Democrats who grew up in the 1950’s and 1960’s often feel a certain subtle disquiet when talking to politically active Dems who came of age during or after the 1980’s. The latter generally accept the modern world of prepared “talking points”, “sound bites” and “message discipline” as the “new normal” of political activity. To them, the hyper-partisan ideological clash of dueling frames and completely incompatible alternate realities simply “is” what American politics is about.
But taking all this for granted inescapably entails accepting a profoundly cynical and manipulative view of how politics should be conducted – a view that rejects any attempt to try to be “fair” or “accurate” or “objective.” It is a world where politicians and media figures will publically unite behind statements they know to be patently dishonest in order to drive a few simple propositions through the media blizzard and implant them in the minds of the voters.
From the point of view of Democrats, the last two years have provided example after example of this profound cynicism and manipulation on the part of the Republican Party and Fox News.
• Repeated assertions that Obama is “socialist” when he was in fact proposing policies originally developed by the conservative American Enterprise Institute and endorsed at the time by leading Republicans.

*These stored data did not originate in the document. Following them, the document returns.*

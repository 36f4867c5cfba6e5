//! # userboard
//!
//! A small fullstack user board: a REST API over a relational user store
//! and a dashboard client that drives it.
//!
//! ## Architecture
//!
//! ```text
//! Dashboard (client/)
//!     │  HTTP + JSON
//!     ├── REST Handlers (api/)
//!     │
//!     ├── ApiError → HTTP status (error)
//!     │
//!     └── UserStore (store/)
//!             ├── PostgreSQL (sqlx)
//!             └── in-memory
//! ```

pub mod api;
pub mod app_state;
pub mod client;
pub mod config;
pub mod domain;
pub mod error;
pub mod server;
pub mod store;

• Repeated assertions that “tax cuts do not increase deficits” in utter and proud defiance of the laws of addition and subtraction.
• The near-maniacal repetition of the words “job-destroying” in front of any policy or action to be discredited as if robotic repetition was the same as the presentation of evidence.
• The presentation of over 100 individual TV segments on Fox News repeating the same 20 second videotape of two individuals at one polling place in 2008 as the “proof” that widespread voter intimidation actually occurs.
• The constant use of manipulative background visuals (heavy on American flags and bald eagles for positions that were favored) on Fox’s “news” programs, combined with talking points taken verbatim from Republican press releases flashed at the bottom of the TV screen.
When confronted with examples like these Republicans and conservatives have a simple reply: “both sides do it and Dems are even worse than we are.” Many conservatives quite genuinely and sincerely believe that the three major TV networks are just as biased and partisan as Fox News, that The New York Times is no more objective than The National Review and that Paul Krugman’s opinion on economic matters is not the slightest bit more informed and authoritative than Glen Beck’s.
In itself this is not surprising. People almost universally tend to perceive their own groups’ views as objective and the views of others as biased. Even in psychological lab experiments where groups are randomly divided into teams of “red” and “blue” and shown propositions where there is absolutely no objective “right” or “wrong” at all – simply two propositions or stimuli that are identical mirror-images of each other – a clear and powerful “my teams’ perspective is right, yours is biased” psychological effect quickly emerges. This is unfortunate, to be sure, but it is also certainly nothing new.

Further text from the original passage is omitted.